=== Section Start ===

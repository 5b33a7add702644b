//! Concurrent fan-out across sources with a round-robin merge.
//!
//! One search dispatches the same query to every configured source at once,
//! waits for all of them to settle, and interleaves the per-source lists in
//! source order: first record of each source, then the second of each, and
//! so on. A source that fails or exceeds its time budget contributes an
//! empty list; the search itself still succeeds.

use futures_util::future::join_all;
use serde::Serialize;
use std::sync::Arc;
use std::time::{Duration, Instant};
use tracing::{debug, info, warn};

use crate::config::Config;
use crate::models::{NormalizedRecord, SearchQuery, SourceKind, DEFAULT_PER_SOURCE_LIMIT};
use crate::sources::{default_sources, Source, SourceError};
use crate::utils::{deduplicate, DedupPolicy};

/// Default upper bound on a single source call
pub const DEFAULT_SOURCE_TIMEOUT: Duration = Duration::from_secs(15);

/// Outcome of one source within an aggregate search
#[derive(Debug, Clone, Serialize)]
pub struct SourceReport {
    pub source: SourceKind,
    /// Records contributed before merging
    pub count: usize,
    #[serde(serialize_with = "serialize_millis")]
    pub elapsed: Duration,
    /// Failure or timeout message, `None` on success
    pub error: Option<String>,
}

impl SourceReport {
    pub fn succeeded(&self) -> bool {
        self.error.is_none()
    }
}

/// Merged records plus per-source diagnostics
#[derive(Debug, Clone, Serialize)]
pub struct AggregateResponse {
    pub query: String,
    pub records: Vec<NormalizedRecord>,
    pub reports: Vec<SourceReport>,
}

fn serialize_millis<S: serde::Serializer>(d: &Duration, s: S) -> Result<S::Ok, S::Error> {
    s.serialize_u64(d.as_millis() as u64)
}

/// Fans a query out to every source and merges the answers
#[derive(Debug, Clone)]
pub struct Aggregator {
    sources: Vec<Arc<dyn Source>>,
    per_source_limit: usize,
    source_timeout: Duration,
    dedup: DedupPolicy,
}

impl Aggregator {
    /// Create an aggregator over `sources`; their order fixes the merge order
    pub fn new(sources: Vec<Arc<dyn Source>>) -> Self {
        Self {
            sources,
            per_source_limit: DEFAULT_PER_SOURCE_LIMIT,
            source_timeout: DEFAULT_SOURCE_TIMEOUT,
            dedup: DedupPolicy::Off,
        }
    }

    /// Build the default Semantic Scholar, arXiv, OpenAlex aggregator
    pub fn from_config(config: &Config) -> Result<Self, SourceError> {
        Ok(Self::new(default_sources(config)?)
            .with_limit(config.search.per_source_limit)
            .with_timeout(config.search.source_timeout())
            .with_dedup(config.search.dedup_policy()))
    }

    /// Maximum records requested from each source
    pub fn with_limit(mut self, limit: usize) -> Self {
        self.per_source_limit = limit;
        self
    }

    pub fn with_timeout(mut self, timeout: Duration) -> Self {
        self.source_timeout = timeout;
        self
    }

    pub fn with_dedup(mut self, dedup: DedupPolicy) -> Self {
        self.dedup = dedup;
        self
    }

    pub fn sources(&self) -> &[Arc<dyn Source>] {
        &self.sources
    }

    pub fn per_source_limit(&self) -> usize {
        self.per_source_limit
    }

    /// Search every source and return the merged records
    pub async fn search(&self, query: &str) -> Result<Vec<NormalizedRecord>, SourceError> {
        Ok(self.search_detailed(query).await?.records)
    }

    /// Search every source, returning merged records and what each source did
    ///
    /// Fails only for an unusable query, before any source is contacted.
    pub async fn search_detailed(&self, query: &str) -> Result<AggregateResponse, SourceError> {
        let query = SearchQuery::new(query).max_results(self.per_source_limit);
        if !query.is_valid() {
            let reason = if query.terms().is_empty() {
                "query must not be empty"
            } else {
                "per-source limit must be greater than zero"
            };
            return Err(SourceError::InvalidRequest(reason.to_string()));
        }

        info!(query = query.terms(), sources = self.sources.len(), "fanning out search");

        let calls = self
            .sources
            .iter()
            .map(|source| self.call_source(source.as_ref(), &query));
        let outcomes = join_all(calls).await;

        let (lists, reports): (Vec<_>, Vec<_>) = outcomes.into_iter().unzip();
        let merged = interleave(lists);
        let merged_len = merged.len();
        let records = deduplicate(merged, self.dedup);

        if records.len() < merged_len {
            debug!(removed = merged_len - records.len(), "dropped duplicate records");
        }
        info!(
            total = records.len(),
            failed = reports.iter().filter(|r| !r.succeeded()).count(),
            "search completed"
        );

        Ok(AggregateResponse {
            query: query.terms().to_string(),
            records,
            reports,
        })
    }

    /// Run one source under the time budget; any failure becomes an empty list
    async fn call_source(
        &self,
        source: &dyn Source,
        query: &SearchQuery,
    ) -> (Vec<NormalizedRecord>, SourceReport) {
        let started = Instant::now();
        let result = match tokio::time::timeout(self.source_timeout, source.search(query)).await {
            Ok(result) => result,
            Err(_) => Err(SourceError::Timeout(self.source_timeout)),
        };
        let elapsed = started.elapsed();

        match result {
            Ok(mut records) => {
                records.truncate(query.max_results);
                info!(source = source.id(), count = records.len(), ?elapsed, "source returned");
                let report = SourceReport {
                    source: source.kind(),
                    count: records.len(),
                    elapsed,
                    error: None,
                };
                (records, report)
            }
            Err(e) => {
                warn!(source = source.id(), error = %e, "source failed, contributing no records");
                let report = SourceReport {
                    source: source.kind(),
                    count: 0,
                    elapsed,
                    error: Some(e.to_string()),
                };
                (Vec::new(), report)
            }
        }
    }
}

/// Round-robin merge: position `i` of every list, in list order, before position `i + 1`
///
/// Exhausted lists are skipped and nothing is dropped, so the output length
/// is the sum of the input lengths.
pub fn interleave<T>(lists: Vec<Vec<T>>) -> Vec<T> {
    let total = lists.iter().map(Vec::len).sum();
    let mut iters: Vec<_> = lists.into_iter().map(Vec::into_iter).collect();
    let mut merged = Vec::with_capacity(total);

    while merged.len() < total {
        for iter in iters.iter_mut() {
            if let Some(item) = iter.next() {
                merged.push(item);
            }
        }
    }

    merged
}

=== Section End ===
=== Section Start ===

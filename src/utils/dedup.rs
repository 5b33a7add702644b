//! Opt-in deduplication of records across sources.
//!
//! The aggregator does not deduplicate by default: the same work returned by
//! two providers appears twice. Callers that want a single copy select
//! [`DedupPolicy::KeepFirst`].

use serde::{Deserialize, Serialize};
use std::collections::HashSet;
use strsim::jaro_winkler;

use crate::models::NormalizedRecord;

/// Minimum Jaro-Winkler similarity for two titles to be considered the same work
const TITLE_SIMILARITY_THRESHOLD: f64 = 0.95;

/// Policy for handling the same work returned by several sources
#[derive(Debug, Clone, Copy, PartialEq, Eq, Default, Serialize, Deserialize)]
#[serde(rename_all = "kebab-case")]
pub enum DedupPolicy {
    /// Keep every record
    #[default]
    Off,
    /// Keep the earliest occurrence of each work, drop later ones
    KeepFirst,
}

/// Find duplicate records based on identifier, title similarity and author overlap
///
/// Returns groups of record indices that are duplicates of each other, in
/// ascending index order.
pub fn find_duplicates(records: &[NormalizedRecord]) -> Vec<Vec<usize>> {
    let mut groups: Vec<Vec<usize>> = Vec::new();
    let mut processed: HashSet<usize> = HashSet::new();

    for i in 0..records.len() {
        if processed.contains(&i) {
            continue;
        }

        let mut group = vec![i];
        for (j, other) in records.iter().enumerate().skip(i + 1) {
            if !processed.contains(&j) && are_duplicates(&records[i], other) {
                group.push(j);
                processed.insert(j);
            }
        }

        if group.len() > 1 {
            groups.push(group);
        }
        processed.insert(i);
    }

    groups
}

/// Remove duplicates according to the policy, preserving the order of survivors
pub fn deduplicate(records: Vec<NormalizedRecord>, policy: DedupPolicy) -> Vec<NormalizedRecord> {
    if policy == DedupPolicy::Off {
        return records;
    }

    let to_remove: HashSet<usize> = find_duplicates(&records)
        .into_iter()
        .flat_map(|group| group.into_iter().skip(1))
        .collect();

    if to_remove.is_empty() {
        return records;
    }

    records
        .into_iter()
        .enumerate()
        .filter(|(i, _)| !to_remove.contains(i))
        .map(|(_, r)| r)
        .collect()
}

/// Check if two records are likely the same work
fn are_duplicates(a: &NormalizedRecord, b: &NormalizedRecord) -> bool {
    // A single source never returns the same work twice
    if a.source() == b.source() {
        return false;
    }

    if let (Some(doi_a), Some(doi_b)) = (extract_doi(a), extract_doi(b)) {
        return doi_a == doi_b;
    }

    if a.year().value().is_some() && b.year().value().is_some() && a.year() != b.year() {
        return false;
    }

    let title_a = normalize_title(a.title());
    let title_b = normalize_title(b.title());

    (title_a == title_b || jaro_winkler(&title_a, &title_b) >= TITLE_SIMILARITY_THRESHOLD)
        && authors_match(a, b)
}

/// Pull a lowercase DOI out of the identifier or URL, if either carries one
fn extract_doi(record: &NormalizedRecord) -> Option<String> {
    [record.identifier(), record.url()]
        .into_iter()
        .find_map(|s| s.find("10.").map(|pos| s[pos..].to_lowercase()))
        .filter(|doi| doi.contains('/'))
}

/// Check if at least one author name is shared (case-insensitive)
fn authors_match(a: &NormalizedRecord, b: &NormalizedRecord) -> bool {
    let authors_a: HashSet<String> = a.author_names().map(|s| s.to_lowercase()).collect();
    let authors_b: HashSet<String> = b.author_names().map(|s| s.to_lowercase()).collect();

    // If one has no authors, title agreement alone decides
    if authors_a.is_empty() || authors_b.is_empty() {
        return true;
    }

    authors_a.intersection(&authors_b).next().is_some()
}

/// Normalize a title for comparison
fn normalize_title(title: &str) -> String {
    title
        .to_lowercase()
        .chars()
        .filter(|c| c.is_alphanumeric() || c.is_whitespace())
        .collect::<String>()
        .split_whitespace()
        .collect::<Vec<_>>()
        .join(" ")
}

=== Section End ===

> [Task directions] Retype, exactly and in full, the lines above from the one containing "source is contacted." through the one containing "let (lists, reports): (Vec<_>, Vec<_>)".

> [Problem solution]
    /// Fails only for an unusable query, before any source is contacted.
    pub async fn search_detailed(&self, query: &str) -> Result<AggregateResponse, SourceError> {
        let query = SearchQuery::new(query).max_results(self.per_source_limit);
        if !query.is_valid() {
            let reason = if query.terms().is_empty() {
                "query must not be empty"
            } else {
                "per-source limit must be greater than zero"
            };
            return Err(SourceError::InvalidRequest(reason.to_string()));
        }

        info!(query = query.terms(), sources = self.sources.len(), "fanning out search");

        let calls = self
            .sources
            .iter()
            .map(|source| self.call_source(source.as_ref(), &query));
        let outcomes = join_all(calls).await;

        let (lists, reports): (Vec<_>, Vec<_>) = outcomes.into_iter().unzip();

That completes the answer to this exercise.